The task
Using the records below, output the stretch that opens with the line containing "return Some(self);" and closes with the line containing "let mut out = Vec::new();", exactly and including both lines, with nothing more.

[Start of Attachment]

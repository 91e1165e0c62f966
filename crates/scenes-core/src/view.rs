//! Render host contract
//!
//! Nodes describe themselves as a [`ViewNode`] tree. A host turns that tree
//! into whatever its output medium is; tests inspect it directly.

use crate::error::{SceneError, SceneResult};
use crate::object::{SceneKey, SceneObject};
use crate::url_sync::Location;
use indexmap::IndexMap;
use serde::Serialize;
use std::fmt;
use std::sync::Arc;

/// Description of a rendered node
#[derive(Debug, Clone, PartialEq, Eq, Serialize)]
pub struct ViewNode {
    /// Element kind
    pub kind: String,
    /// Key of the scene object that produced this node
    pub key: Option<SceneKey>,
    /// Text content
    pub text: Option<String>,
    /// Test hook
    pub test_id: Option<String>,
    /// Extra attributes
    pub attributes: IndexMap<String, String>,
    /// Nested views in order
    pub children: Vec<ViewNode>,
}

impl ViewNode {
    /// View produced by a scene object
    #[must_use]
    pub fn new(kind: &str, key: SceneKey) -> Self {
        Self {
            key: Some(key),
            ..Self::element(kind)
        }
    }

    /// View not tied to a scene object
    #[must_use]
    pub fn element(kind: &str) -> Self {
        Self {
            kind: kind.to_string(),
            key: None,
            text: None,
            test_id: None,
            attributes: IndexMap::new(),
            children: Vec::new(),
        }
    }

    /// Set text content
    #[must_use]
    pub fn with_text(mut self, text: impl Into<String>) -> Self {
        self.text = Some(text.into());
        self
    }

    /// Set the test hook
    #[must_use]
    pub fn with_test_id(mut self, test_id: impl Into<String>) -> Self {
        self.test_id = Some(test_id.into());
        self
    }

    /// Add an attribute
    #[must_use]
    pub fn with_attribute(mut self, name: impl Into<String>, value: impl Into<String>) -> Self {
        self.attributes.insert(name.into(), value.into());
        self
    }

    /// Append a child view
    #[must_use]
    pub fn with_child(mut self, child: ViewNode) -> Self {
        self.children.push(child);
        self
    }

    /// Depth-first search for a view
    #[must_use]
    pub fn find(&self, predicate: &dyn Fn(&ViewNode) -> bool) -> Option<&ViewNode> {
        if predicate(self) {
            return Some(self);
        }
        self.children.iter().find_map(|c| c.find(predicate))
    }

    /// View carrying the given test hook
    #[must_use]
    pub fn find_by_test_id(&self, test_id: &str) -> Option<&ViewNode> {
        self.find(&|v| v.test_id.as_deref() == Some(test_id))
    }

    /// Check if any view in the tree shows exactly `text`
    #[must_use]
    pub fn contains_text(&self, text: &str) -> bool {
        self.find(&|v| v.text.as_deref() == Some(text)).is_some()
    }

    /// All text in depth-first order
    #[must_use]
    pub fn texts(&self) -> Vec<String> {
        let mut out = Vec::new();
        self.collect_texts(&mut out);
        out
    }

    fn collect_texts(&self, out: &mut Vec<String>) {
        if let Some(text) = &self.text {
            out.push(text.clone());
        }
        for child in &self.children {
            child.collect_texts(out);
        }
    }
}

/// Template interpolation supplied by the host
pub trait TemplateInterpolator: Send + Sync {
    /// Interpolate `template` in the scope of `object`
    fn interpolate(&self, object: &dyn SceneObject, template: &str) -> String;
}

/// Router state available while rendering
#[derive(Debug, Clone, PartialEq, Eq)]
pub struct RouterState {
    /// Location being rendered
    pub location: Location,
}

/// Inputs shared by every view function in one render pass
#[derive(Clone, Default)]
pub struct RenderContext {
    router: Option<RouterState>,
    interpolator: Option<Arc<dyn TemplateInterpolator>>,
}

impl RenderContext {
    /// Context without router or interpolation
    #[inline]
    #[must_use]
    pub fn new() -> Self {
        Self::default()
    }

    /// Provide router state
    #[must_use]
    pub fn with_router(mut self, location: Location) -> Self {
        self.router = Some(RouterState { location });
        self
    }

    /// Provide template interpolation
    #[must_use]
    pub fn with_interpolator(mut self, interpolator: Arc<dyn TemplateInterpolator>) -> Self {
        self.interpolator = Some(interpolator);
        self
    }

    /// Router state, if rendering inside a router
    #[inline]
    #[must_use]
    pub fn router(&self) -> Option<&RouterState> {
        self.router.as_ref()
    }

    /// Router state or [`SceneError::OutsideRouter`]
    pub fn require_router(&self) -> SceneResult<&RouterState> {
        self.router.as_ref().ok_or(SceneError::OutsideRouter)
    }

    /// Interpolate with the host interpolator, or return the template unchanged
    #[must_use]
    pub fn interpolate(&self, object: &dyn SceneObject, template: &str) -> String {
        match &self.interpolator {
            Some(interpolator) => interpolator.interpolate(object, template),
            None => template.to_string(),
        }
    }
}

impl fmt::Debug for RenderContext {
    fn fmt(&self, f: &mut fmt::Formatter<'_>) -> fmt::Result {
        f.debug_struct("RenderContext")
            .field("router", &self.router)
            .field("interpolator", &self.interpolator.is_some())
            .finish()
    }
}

[End of Attachment]
[Start of Attachment]

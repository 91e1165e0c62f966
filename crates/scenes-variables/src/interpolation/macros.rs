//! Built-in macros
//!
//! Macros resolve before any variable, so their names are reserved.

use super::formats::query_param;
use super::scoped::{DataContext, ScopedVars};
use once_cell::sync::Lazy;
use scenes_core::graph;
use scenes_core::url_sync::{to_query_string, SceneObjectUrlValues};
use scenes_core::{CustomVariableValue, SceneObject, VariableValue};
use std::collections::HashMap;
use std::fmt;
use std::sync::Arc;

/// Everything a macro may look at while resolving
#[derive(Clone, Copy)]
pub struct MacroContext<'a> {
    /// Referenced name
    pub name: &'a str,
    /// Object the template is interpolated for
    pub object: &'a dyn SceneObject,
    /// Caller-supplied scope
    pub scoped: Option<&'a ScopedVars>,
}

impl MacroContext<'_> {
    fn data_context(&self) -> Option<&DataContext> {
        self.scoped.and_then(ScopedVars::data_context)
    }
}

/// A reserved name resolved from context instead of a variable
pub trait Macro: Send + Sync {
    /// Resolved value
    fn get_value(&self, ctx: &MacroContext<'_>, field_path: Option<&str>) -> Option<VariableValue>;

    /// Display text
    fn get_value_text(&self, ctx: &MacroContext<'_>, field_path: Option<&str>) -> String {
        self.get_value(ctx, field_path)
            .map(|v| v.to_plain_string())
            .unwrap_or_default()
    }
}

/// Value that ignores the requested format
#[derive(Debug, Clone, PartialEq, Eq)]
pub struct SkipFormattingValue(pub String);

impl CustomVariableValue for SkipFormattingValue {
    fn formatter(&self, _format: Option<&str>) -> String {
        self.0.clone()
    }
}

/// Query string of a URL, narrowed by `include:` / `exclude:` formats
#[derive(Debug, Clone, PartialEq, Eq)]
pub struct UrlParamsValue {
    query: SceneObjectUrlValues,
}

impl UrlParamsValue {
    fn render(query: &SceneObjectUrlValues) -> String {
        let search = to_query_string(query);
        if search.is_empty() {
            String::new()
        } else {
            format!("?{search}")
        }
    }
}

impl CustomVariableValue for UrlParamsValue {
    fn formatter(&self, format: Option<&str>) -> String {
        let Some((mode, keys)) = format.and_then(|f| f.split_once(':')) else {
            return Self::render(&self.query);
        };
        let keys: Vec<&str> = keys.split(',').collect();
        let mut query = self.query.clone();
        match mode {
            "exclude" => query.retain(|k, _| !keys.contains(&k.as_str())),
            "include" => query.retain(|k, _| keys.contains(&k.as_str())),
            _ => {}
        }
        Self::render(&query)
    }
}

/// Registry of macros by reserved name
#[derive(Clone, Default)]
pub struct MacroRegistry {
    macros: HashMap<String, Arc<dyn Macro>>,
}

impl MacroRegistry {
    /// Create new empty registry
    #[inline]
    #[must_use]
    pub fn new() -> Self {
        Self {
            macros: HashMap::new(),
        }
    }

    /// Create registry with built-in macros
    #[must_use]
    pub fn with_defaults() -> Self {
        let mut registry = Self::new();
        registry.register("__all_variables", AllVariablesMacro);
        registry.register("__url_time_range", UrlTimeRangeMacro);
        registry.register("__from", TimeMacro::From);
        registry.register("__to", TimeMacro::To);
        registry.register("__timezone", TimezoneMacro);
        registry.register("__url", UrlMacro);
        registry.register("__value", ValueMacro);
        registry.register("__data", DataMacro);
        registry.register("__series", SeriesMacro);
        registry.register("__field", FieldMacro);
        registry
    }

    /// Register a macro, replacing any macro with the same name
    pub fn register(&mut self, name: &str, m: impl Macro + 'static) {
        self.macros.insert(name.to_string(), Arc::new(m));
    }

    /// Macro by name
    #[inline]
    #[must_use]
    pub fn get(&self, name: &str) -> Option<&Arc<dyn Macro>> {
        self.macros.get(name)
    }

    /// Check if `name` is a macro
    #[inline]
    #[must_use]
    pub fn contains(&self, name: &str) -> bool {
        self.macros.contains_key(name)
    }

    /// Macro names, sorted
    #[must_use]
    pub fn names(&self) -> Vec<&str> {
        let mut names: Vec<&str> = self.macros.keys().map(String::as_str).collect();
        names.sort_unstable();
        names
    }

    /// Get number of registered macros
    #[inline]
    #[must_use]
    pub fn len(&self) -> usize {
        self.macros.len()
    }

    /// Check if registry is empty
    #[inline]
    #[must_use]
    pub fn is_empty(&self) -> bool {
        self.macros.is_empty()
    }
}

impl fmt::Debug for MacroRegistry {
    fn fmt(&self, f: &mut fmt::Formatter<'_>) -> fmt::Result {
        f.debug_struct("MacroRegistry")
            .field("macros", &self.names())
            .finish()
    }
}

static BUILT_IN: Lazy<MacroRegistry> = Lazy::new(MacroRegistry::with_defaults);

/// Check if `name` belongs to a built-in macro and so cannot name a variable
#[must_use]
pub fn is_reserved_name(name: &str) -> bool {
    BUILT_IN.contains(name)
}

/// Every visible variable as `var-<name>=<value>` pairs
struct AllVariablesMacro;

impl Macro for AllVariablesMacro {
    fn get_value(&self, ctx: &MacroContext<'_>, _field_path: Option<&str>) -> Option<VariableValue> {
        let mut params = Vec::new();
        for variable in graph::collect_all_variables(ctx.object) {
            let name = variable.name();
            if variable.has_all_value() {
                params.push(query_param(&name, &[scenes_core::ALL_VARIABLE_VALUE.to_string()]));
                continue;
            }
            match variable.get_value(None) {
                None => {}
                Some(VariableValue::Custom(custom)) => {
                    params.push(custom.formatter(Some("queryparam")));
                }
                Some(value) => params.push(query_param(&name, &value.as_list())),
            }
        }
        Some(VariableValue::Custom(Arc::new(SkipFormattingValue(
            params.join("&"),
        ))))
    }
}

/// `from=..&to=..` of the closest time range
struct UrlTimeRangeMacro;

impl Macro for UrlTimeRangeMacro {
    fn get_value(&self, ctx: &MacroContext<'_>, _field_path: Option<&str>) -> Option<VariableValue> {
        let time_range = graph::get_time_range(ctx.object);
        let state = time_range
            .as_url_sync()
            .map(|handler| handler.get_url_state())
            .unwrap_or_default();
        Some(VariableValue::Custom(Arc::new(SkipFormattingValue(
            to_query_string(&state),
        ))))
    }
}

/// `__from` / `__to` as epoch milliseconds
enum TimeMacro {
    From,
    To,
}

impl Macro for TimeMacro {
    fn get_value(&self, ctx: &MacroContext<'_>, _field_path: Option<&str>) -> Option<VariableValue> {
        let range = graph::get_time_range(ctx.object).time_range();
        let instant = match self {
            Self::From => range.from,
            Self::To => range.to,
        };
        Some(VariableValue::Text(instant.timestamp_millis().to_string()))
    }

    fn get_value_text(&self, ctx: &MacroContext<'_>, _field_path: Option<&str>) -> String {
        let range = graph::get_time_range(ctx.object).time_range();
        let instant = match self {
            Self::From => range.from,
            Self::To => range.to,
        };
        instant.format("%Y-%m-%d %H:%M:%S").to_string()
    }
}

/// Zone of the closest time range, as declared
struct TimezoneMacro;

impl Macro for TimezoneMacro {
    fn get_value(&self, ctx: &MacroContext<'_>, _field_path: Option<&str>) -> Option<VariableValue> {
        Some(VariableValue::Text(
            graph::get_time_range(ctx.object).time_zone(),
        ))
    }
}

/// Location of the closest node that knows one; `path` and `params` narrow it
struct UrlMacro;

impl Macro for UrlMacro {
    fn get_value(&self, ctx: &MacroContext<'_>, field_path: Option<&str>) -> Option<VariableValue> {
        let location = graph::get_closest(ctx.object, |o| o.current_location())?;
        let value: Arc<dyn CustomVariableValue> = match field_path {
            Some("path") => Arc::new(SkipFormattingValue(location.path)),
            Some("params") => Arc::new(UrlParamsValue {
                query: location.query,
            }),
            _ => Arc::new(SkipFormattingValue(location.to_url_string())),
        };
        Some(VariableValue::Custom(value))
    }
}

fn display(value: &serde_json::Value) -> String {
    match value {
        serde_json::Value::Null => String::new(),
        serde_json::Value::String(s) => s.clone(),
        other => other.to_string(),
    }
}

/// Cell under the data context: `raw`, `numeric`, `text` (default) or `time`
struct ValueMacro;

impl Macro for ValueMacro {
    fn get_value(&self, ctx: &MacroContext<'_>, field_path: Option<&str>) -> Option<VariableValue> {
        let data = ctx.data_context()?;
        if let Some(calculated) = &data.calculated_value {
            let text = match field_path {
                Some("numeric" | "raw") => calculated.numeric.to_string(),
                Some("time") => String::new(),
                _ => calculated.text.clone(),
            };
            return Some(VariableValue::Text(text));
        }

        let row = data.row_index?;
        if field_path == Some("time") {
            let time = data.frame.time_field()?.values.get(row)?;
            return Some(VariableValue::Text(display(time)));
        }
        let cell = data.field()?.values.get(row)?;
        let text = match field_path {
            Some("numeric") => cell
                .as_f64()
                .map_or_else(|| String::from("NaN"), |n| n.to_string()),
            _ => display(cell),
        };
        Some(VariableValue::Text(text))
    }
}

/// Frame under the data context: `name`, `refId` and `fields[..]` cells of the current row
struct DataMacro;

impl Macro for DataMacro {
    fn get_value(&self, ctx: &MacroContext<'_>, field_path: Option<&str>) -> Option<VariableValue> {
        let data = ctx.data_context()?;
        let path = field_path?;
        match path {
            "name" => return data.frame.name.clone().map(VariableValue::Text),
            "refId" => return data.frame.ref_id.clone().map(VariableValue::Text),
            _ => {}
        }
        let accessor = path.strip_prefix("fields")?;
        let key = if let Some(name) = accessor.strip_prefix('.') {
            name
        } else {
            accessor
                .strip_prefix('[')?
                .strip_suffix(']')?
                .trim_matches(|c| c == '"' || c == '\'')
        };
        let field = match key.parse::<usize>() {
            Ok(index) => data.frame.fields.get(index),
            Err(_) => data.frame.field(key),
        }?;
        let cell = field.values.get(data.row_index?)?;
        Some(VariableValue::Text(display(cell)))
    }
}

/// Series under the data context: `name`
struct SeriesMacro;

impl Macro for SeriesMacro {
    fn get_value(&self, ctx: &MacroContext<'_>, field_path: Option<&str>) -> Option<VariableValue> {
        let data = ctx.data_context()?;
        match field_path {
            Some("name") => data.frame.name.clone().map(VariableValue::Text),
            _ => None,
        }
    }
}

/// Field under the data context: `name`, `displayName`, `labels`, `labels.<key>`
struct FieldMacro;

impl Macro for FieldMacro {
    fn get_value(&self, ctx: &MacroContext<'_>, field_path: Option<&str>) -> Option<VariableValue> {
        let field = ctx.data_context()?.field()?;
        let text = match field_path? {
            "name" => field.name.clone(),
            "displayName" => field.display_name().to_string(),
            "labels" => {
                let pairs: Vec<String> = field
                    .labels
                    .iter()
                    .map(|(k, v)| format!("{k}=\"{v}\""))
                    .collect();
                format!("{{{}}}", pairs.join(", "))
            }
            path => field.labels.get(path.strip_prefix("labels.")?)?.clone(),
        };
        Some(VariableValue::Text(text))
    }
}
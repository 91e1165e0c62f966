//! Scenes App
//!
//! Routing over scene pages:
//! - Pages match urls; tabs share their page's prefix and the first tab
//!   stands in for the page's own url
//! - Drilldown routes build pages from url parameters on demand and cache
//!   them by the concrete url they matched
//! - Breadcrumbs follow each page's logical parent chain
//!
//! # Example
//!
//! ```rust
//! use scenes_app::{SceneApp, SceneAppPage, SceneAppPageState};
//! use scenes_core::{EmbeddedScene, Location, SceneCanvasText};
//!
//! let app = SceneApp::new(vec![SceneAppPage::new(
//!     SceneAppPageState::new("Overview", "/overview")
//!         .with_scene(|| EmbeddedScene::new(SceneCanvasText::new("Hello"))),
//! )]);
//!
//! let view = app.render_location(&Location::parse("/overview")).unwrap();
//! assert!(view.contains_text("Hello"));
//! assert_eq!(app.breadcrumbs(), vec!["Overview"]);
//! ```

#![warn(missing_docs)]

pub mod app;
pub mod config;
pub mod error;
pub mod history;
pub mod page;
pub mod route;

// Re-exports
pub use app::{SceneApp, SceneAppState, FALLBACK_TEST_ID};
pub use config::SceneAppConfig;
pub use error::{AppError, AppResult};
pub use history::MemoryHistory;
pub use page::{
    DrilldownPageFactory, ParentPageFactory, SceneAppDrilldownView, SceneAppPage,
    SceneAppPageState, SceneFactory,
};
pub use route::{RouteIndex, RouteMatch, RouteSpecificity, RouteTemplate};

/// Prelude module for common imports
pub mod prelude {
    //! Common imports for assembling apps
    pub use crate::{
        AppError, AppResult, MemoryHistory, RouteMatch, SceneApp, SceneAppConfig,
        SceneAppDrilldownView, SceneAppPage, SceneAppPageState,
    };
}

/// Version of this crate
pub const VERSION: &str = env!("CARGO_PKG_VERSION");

[End of Attachment]

Written response
            return Some(self);
        }
        self.children.iter().find_map(|c| c.find(predicate))
    }

    /// View carrying the given test hook
    #[must_use]
    pub fn find_by_test_id(&self, test_id: &str) -> Option<&ViewNode> {
        self.find(&|v| v.test_id.as_deref() == Some(test_id))
    }

    /// Check if any view in the tree shows exactly `text`
    #[must_use]
    pub fn contains_text(&self, text: &str) -> bool {
        self.find(&|v| v.text.as_deref() == Some(text)).is_some()
    }

    /// All text in depth-first order
    #[must_use]
    pub fn texts(&self) -> Vec<String> {
        let mut out = Vec::new();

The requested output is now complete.